Afin d’arriver à ce constat, les citoyens en question ont placé sur leur plaque d’immatriculation de petites grilles appelées « splatometers » et destinées à faciliter le comptage des insectes morts à chaque trajet. Les participants à l’étude n’avaient ensuite qu’à télécharger les résultats dans une application dédiée.

Intensification des pratiques agricoles

En 2020, l’étude a permis d’évaluer à 0,104 le nombre d’insectes morts par mile (1,6 km), contre 0,238 en 2004. Appelée « syndrome du pare-brise », cette baisse drastique du nombre d’insectes écrasés sur les véhicules est alarmante. Elle serait significative du déclin des populations de ces animaux. L’intensification des pratiques agricoles et le recours aux pesticides seraient notamment mis en cause.
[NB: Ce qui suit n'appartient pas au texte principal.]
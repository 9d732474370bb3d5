//! End-to-end metric computation against an in-memory store.

use approx::assert_relative_eq;
use fremantle_data::{LineItemObservation, PriceObservation, ReitProfile, SqliteStore, StatementKind};
use fremantle_metrics::{FilterSet, MetricEngine, MetricRegistry, TickerMetricRow};

fn quarters(ticker: &str, statement: StatementKind, item: &str, start: (i32, i32), values: &[f64]) -> Vec<LineItemObservation> {
    let (year, quarter) = start;
    let first = year * 4 + quarter - 1;
    values
        .iter()
        .enumerate()
        .map(|(i, v)| {
            let ordinal = first + i as i32;
            LineItemObservation::quarterly(ticker, statement, item, ordinal / 4, ordinal % 4 + 1, Some(*v))
        })
        .collect()
}

fn seeded_store() -> SqliteStore {
    let store = SqliteStore::in_memory().unwrap();
    let mut rows = Vec::new();
    rows.extend(quarters(
        "ABC",
        StatementKind::IncomeStatement,
        "Total Revenue",
        (2022, 1),
        &[100.0, 105.0, 95.0, 110.0, 102.0, 108.0, 99.0, 115.0],
    ));
    rows.extend(quarters(
        "ABC",
        StatementKind::IncomeStatement,
        "Operating Income",
        (2023, 1),
        &[20.0, 22.0, 18.0, 21.0],
    ));
    rows.extend(quarters(
        "ABC",
        StatementKind::IncomeStatement,
        "Interest Expense",
        (2023, 1),
        &[-4.0, -4.0, -4.5, -4.5],
    ));
    rows.extend(quarters(
        "ABC",
        StatementKind::BalanceSheet,
        "Total Debt",
        (2023, 1),
        &[400.0, 410.0, 420.0, 430.0],
    ));
    rows.extend(quarters(
        "ABC",
        StatementKind::BalanceSheet,
        "Total Assets",
        (2023, 1),
        &[1000.0, 1010.0, 1000.0],
    ));
    rows.extend(quarters(
        "ABC",
        StatementKind::IndustrySpecific,
        "FFO Per Share",
        (2023, 1),
        &[0.5, 0.6, 0.4, 0.5],
    ));
    rows.extend(quarters(
        "XYZ",
        StatementKind::IncomeStatement,
        "Total Revenue",
        (2023, 2),
        &[50.0, 55.0, 60.0],
    ));
    rows.extend(quarters(
        "XYZ",
        StatementKind::IncomeStatement,
        "Operating Income",
        (2023, 2),
        &[5.0, 6.0, 7.0],
    ));
    store.put_line_items_batch(&rows).unwrap();

    let date = chrono::NaiveDate::from_ymd_opt(2024, 1, 5).unwrap();
    store
        .put_prices_batch(&[PriceObservation::new("ABC", date, 40.0)])
        .unwrap();
    store
}

fn candidates() -> Vec<ReitProfile> {
    vec![
        ReitProfile::new("ABC").with_name("ABC Trust"),
        ReitProfile::new("XYZ").with_name("XYZ Realty"),
        ReitProfile::new("EMPTY"),
    ]
}

fn compute() -> Vec<TickerMetricRow> {
    let engine = MetricEngine::new(MetricRegistry::standard().unwrap());
    engine.compute(&seeded_store(), &candidates()).unwrap()
}

#[test]
fn test_reference_scenario() {
    let rows = compute();
    let abc = &rows[0];

    let growth = abc.metric("avg_revenue_yoy_growth").unwrap();
    assert_relative_eq!(growth, 0.0340, epsilon = 1e-4);

    let margin = abc.metric("operating_margin").unwrap();
    assert_relative_eq!(margin, 81.0 / 424.0, epsilon = 1e-12);
    assert_relative_eq!(margin, 0.1910, epsilon = 1e-4);

    let xyz = &rows[1];
    assert_eq!(xyz.metric("avg_revenue_yoy_growth"), None);
    assert_eq!(xyz.metric("operating_margin"), None);
}

#[test]
fn test_other_policies() {
    let rows = compute();
    let abc = &rows[0];

    assert_relative_eq!(abc.metric("interest_coverage_ratio").unwrap(), 81.0 / 17.0, epsilon = 1e-12);
    // Debt is reported one quarter later than assets; each side uses its own latest.
    assert_relative_eq!(abc.metric("debt_to_asset_ratio").unwrap(), 0.43, epsilon = 1e-12);
    assert_eq!(abc.metric("total_assets"), Some(1000.0));
    assert_relative_eq!(abc.metric("pffo_ratio").unwrap(), 20.0, epsilon = 1e-12);
    assert_eq!(abc.metric("pe_ratio"), None);
    assert_eq!(abc.metric("ffo_payout_ratio"), None);
    assert_eq!(abc.metric("payout_ratio"), None);
    assert_eq!(abc.latest_price, Some(40.0));
}

#[test]
fn test_candidates_without_data_are_kept() {
    let rows = compute();
    let tickers: Vec<_> = rows.iter().map(TickerMetricRow::ticker).collect();
    assert_eq!(tickers, ["ABC", "XYZ", "EMPTY"]);

    let empty = &rows[2];
    assert_eq!(empty.available_metrics(), 0);
    assert_eq!(empty.latest_price, None);
    assert_eq!(empty.metrics.len(), rows[0].metrics.len());
}

#[test]
fn test_filter_on_computed_rows() {
    let registry = MetricRegistry::standard().unwrap();
    let filters = FilterSet::from_params(
        &registry,
        [("min_operating_margin", "0.15"), ("max_operating_margin", "0.25")],
    )
    .unwrap();

    let kept = filters.apply(compute());
    assert_eq!(kept.len(), 1);
    assert_eq!(kept[0].ticker(), "ABC");

    let none = FilterSet::from_params(&registry, [("min_revenue_growth", "0.5")]).unwrap();
    assert!(none.apply(compute()).is_empty());
}

#[test]
fn test_rerun_is_identical() {
    let first = serde_json::to_string(&compute()).unwrap();
    let second = serde_json::to_string(&compute()).unwrap();
    assert_eq!(first, second);
}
Les chercheurs mentionnent toutefois l’existence de disparités selon les régions. Selon l’organisme Buglife, la chute du taux d’insectes serait ainsi de 65 % en Angleterre et de 28 % en Écosse. D’après les spécialistes, cette différence pourrait s’expliquer par des effets moins perceptibles du changement climatique au nord ou encore par une pollution lumineuse plus faible et une utilisation moindre de produits pesticides.